JOIN Process

To access this process:

  • Data ribbon >> Data Tools >> Relational >> Join.

See this process in the Command Table.

Process Overview

Performs a relational join, subset join, weave or subset weave of two input files into an output file. The type of join required is controlled by the values of the optional parameters @SUBSETR AND @SUBSETF.

This process belongs to a group of four similar ones within the Datamine process collection; JOIN, SUBJOI, WEAVE and SUBWVE. Each provides a different outcome, as described by the following diagram:

By default, with @SUBSETR=0 and @SUBSETF=0, JOIN writes out all records and all fields from both input files. Records are compared on the specified keyfields, and if a match is found, the two records are combined into one on the output file. If both files have identical Data Definitions then the record from the second input file is the one written out. Thus in this case the second file updates the first. If no match is found then records are written out with absent data codes for the missing fields.

  • With @SUBSETR=1 and @SUBSETF=0, a relational subset join is carried out. See process SUBJOI for further details.

  • With @SUBSETR=0 and @SUBSETF=1, a relational weave is carried out. See process WEAVE for further details.

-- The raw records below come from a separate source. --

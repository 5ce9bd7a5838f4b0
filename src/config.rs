use serde::{Deserialize, Serialize};
use std::fs;
use std::path::{Path, PathBuf};
use tracing::warn;

use crate::app_dirs::AppDirs;
use crate::memorization::MemorizationSettings;
use crate::sequence::NumberFormat;

#[derive(Debug, Clone, Serialize, Deserialize, PartialEq)]
#[serde(default)]
pub struct Config {
    pub default_range_start: String,
    pub default_range_end: String,
    pub number_format: NumberFormat,
    pub record_history: bool,
    pub memorization: MemorizationSettings,
}

impl Default for Config {
    fn default() -> Self {
        Self {
            default_range_start: "00".to_string(),
            default_range_end: "09".to_string(),
            number_format: NumberFormat::Padded,
            record_history: true,
            memorization: MemorizationSettings::default(),
        }
    }
}

pub trait ConfigStore {
    fn load(&self) -> Config;
    fn save(&self, cfg: &Config) -> std::io::Result<()>;
}

#[derive(Debug, Clone)]
pub struct FileConfigStore {
    path: PathBuf,
}

impl FileConfigStore {
    pub fn new() -> Self {
        let path = AppDirs::config_path().unwrap_or_else(|| PathBuf::from("mnemo_config.json"));
        Self { path }
    }

    pub fn with_path<P: AsRef<Path>>(p: P) -> Self {
        Self {
            path: p.as_ref().to_path_buf(),
        }
    }

    pub fn path(&self) -> &Path {
        &self.path
    }
}

impl Default for FileConfigStore {
    fn default() -> Self {
        Self::new()
    }
}

impl ConfigStore for FileConfigStore {
    /// Missing or unreadable files give the defaults
    fn load(&self) -> Config {
        let Ok(bytes) = fs::read(&self.path) else {
            return Config::default();
        };

        match serde_json::from_slice::<Config>(&bytes) {
            Ok(cfg) => Config {
                memorization: cfg.memorization.clamped(),
                ..cfg
            },
            Err(e) => {
                warn!(path = %self.path.display(), error = %e, "ignoring unreadable config");
                Config::default()
            }
        }
    }

    fn save(&self, cfg: &Config) -> std::io::Result<()> {
        if let Some(parent) = self.path.parent() {
            fs::create_dir_all(parent)?;
        }
        let data = serde_json::to_vec_pretty(cfg)?;
        fs::write(&self.path, data)
    }
}

#[cfg(test)]
mod tests {
    use super::*;
    use crate::memorization::FontSizePreference;
    use tempfile::tempdir;

    #[test]
    fn roundtrip_default_config() {
        let dir = tempdir().unwrap();
        let store = FileConfigStore::with_path(dir.path().join("config.json"));
        let cfg = Config::default();
        store.save(&cfg).unwrap();
        assert_eq!(cfg, store.load());
    }

    #[test]
    fn save_and_load_custom_config() {
        let dir = tempdir().unwrap();
        let store = FileConfigStore::with_path(dir.path().join("nested").join("config.json"));
        let cfg = Config {
            default_range_start: "10".into(),
            default_range_end: "29".into(),
            number_format: NumberFormat::Natural,
            record_history: false,
            memorization: MemorizationSettings {
                number_of_digits: 40,
                max_pair_value: 50,
                show_separated: true,
                show_timer: true,
                font_size: FontSizePreference::Large,
            },
        };
        store.save(&cfg).unwrap();
        assert_eq!(cfg, store.load());
    }

    #[test]
    fn missing_file_gives_defaults() {
        let dir = tempdir().unwrap();
        let store = FileConfigStore::with_path(dir.path().join("absent.json"));
        assert_eq!(store.load(), Config::default());
    }

    #[test]
    fn corrupt_file_gives_defaults() {
        let dir = tempdir().unwrap();
        let path = dir.path().join("config.json");
        fs::write(&path, b"{ not json").unwrap();
        assert_eq!(FileConfigStore::with_path(&path).load(), Config::default());
    }

    #[test]
    fn partial_file_fills_defaults_and_clamps() {
        let dir = tempdir().unwrap();
        let path = dir.path().join("config.json");
        fs::write(
            &path,
            br#"{ "number_format": "natural", "memorization": { "number_of_digits": 9999 } }"#,
        )
        .unwrap();

        let cfg = FileConfigStore::with_path(&path).load();
        assert_eq!(cfg.number_format, NumberFormat::Natural);
        assert_eq!(cfg.default_range_start, "00");
        assert_eq!(cfg.memorization.number_of_digits, 500);
        assert_eq!(cfg.memorization.max_pair_value, 99);
    }
}
//! Major System reference: which consonant sounds stand for which digit.

pub const DIGIT_SOUNDS: [&str; 10] = [
    "S, soft C, Z",
    "T, D",
    "N",
    "M",
    "R",
    "L",
    "J, SH, CH, soft G",
    "K, hard C, hard G",
    "F, V",
    "P, B",
];

/// Worked examples: (number, sound breakdown, words)
pub const EXAMPLES: [(&str, &str, &str); 3] = [
    ("42", "R + N", "Rain, Ran, Ruin"),
    ("07", "S + K", "Sock, Sack"),
    ("25", "N + L", "Nail, Nile"),
];

pub const TIPS: [&str; 3] = [
    "Vowels (A, E, I, O, U) don't count - use them freely",
    "Create vivid, memorable images for each number",
    "Practice regularly to build strong associations",
];

pub fn sounds_for(digit: u8) -> Option<&'static str> {
    DIGIT_SOUNDS.get(digit as usize).copied()
}

/// Sound breakdown for every digit of a displayed number,
/// e.g. "07" -> ["S, soft C, Z", "K, hard C, hard G"]
pub fn sounds_for_display(display: &str) -> Vec<&'static str> {
    display
        .chars()
        .filter_map(|c| c.to_digit(10))
        .filter_map(|d| sounds_for(d as u8))
        .collect()
}

/// Two-column text table used by `--help-sounds` and the help screen
pub fn reference_lines() -> Vec<String> {
    (0..5)
        .map(|d| {
            format!(
                "{} → {:<22} |  {} → {}",
                d,
                DIGIT_SOUNDS[d],
                d + 5,
                DIGIT_SOUNDS[d + 5]
            )
        })
        .collect()
}

#[cfg(test)]
mod tests {
    use super::*;

    #[test]
    fn test_sounds_for() {
        assert_eq!(sounds_for(2), Some("N"));
        assert_eq!(sounds_for(9), Some("P, B"));
        assert_eq!(sounds_for(10), None);
    }

    #[test]
    fn test_sounds_for_display() {
        assert_eq!(sounds_for_display("42"), vec!["R", "N"]);
        assert_eq!(sounds_for_display("7"), vec!["K, hard C, hard G"]);
    }

    #[test]
    fn test_reference_lines_cover_all_digits() {
        let lines = reference_lines();
        assert_eq!(lines.len(), 5);
        assert!(lines[0].starts_with("0 → S"));
        assert!(lines[4].contains("9 → P, B"));
    }
}
use chrono::{DateTime, Utc};
use rusqlite::{params, Connection, Result};
use std::path::{Path, PathBuf};
use tracing::debug;

use crate::app_dirs::AppDirs;
use crate::major_number::MajorNumber;
use crate::performance::NumberPerformance;

/// Aggregated history for one displayed number ("07" and "7" are separate rows)
#[derive(Debug, Clone, PartialEq)]
pub struct NumberSummary {
    pub display: String,
    pub value: u8,
    pub is_zero_padded: bool,
    pub avg_response_ms: f64,
    pub min_response_ms: f64,
    pub max_response_ms: f64,
    pub attempts: i64,
    pub last_seen: Option<DateTime<Utc>>,
}

impl NumberSummary {
    /// The number this row aggregates, for re-rendering under another format
    pub fn number(&self) -> Option<MajorNumber> {
        MajorNumber::new(i32::from(self.value), self.is_zero_padded).ok()
    }
}

/// Persistent log of every recall, one row per presented number
#[derive(Debug)]
pub struct HistoryDb {
    conn: Connection,
}

const SCHEMA: &str = r#"
    CREATE TABLE IF NOT EXISTS number_history (
        id INTEGER PRIMARY KEY AUTOINCREMENT,
        number_display TEXT NOT NULL,
        value INTEGER NOT NULL,
        is_zero_padded BOOLEAN NOT NULL,
        response_ms REAL NOT NULL,
        presented_at TEXT NOT NULL,
        session_range TEXT NOT NULL,
        created_at DATETIME DEFAULT CURRENT_TIMESTAMP
    );
    CREATE INDEX IF NOT EXISTS idx_number_history_display ON number_history(number_display);
    CREATE INDEX IF NOT EXISTS idx_number_history_presented ON number_history(presented_at);
"#;

impl HistoryDb {
    /// Open the database at the default state location
    pub fn new() -> Result<Self> {
        let path = AppDirs::db_path().unwrap_or_else(|| PathBuf::from("mnemo_history.db"));
        Self::open(path)
    }

    pub fn open<P: AsRef<Path>>(path: P) -> Result<Self> {
        let path = path.as_ref();
        if let Some(parent) = path.parent() {
            std::fs::create_dir_all(parent).map_err(|e| {
                rusqlite::Error::SqliteFailure(
                    rusqlite::ffi::Error::new(rusqlite::ffi::SQLITE_CANTOPEN),
                    Some(format!("Failed to create directory: {}", e)),
                )
            })?;
        }

        debug!(path = %path.display(), "opening history database");
        Self::init(Connection::open(path)?)
    }

    pub fn open_in_memory() -> Result<Self> {
        Self::init(Connection::open_in_memory()?)
    }

    fn init(conn: Connection) -> Result<Self> {
        conn.execute_batch(SCHEMA)?;
        Ok(Self { conn })
    }

    /// Store a finished session in one transaction
    pub fn record_session(
        &mut self,
        performances: &[NumberPerformance],
        range: &str,
    ) -> Result<()> {
        let tx = self.conn.transaction()?;
        {
            let mut stmt = tx.prepare(
                r#"
                INSERT INTO number_history
                (number_display, value, is_zero_padded, response_ms, presented_at, session_range)
                VALUES (?1, ?2, ?3, ?4, ?5, ?6)
                "#,
            )?;

            for p in performances {
                let number = p.number();
                stmt.execute(params![
                    number.display(),
                    number.value(),
                    number.is_zero_padded(),
                    p.response_ms(),
                    p.presented_at().to_rfc3339(),
                    range,
                ])?;
            }
        }
        tx.commit()?;

        debug!(count = performances.len(), range, "recorded session history");
        Ok(())
    }

    /// Per-number aggregates, in canonical order (padded bucket first)
    pub fn number_summary(&self) -> Result<Vec<NumberSummary>> {
        self.query_summary(
            r#"
            SELECT number_display, value, is_zero_padded,
                   AVG(response_ms), MIN(response_ms), MAX(response_ms),
                   COUNT(*), MAX(presented_at)
            FROM number_history
            GROUP BY number_display
            ORDER BY is_zero_padded DESC, value ASC
            "#,
            [],
        )
    }

    /// Numbers with the highest average recall time
    pub fn slowest_numbers(&self, limit: usize) -> Result<Vec<NumberSummary>> {
        self.query_summary(
            r#"
            SELECT number_display, value, is_zero_padded,
                   AVG(response_ms) AS avg_ms, MIN(response_ms), MAX(response_ms),
                   COUNT(*), MAX(presented_at)
            FROM number_history
            GROUP BY number_display
            ORDER BY avg_ms DESC
            LIMIT ?1
            "#,
            [limit as i64],
        )
    }

    fn query_summary<P: rusqlite::Params>(
        &self,
        sql: &str,
        params: P,
    ) -> Result<Vec<NumberSummary>> {
        let mut stmt = self.conn.prepare(sql)?;
        let rows = stmt.query_map(params, |row| {
            let last_seen: Option<String> = row.get(7)?;
            Ok(NumberSummary {
                display: row.get(0)?,
                value: row.get(1)?,
                is_zero_padded: row.get(2)?,
                avg_response_ms: row.get(3)?,
                min_response_ms: row.get(4)?,
                max_response_ms: row.get(5)?,
                attempts: row.get(6)?,
                last_seen: last_seen
                    .and_then(|s| DateTime::parse_from_rfc3339(&s).ok())
                    .map(|t| t.with_timezone(&Utc)),
            })
        })?;

        rows.collect()
    }

    pub fn total_attempts(&self) -> Result<i64> {
        self.conn
            .query_row("SELECT COUNT(*) FROM number_history", [], |row| row.get(0))
    }

    /// Clear all history (for testing or reset purposes)
    pub fn clear_all(&self) -> Result<()> {
        self.conn.execute("DELETE FROM number_history", [])?;
        Ok(())
    }
}
pub mod charting;
pub mod help;
pub mod history;
pub mod memorize;
pub mod menu;
pub mod results;
pub mod screen;
pub mod training;

use ratatui::{
    style::{Color, Modifier, Style},
    text::Line,
    widgets::{Block, Borders},
    Frame,
};

use crate::App;

const HORIZONTAL_MARGIN: u16 = 5;
const VERTICAL_MARGIN: u16 = 2;

fn bold_style() -> Style {
    Style::default().add_modifier(Modifier::BOLD)
}

fn dim_style() -> Style {
    Style::default().add_modifier(Modifier::DIM)
}

fn italic_style() -> Style {
    Style::default().add_modifier(Modifier::ITALIC)
}

fn title_block<'a>(title: impl Into<Line<'a>>) -> Block<'a> {
    Block::default()
        .borders(Borders::ALL)
        .title(title)
        .title_style(Style::default().fg(Color::Cyan).add_modifier(Modifier::BOLD))
}

/// Green under a second, yellow under three, red beyond
fn response_color(ms: f64) -> Color {
    if ms < 1000.0 {
        Color::Green
    } else if ms < 3000.0 {
        Color::Yellow
    } else {
        Color::Red
    }
}

pub fn draw(app: &mut App, f: &mut Frame) {
    screen::current_screen(&app.state).render(app, f);
}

  • With @SUBSETR=1 and @SUBSETF=1, a relational subset weave is carried out. See process SUBWVE for further details.

At least one keyfield must be specified and must appear in both input files as an explicit field. The keyfield may be up to 5 words long, and support is provided for up to 30 fields. If a field is specified which does not exist in both input files, it is ignored, providing at least one field matches.

Both input files must be sorted in the order of the keyfields before they can be joined. If this is not the case, the process will exit with an error message.

Input Files

Name

Description

I/O Status

Required

Type

IN1

First file to be updated (sorted on required keyfields).

Input

Yes

Table

IN2

Second file (update file) (sorted on required keyfields).

Input

Yes

Table

Output Files

Name

I/O Status

Required

Type

Description

OUT

Output

Yes

Table

Output file.

Fields

Name

Description

Source

Required

Type

Default

KEY1 to 30

Keyfields for matching. Up to 30 keyfields can be specified.

IN1, IN2

No

Any

Undefined

Parameters

Name

Description

Required

Default

Range

Values

SUBSETR

Controls whether all records or a subset are written to the output file. If set to (0) all records are written.

No

0

0,1

0,1

SUBSETF

Controls whether all fields or a subset is written to the output file. If set to (0) all fields are written. With SUBSETR and SUBSETF set to 0 JOIN writes out all records and all fields from both input files. With SUBSETR=1 and SUBSETF=0 a relational subset join is carried out. With SUBSETR=0 and SUBSETF=1 a relational weave is carried out. With SUBSETR=1 and SUBSETF=1 a relational subset weave is carried out.

No

0

0,1

0,1

CARTJOIN

If set to (0) and if no keyfields are specified the process will terminate with an error. If set to 1 the full Cartesian product is produced and written to the output file. No keyfields should be specified to produce the Cartesian product.

No

0

0,1

0,1

KEYTOL

KEYTOL is the tolerance value used to test whether numeric key values are equal. It must be greater than or equal to zero. It replaces the previous heuristic comparison method.

If KEYTOL is set to a negative value then zero is used.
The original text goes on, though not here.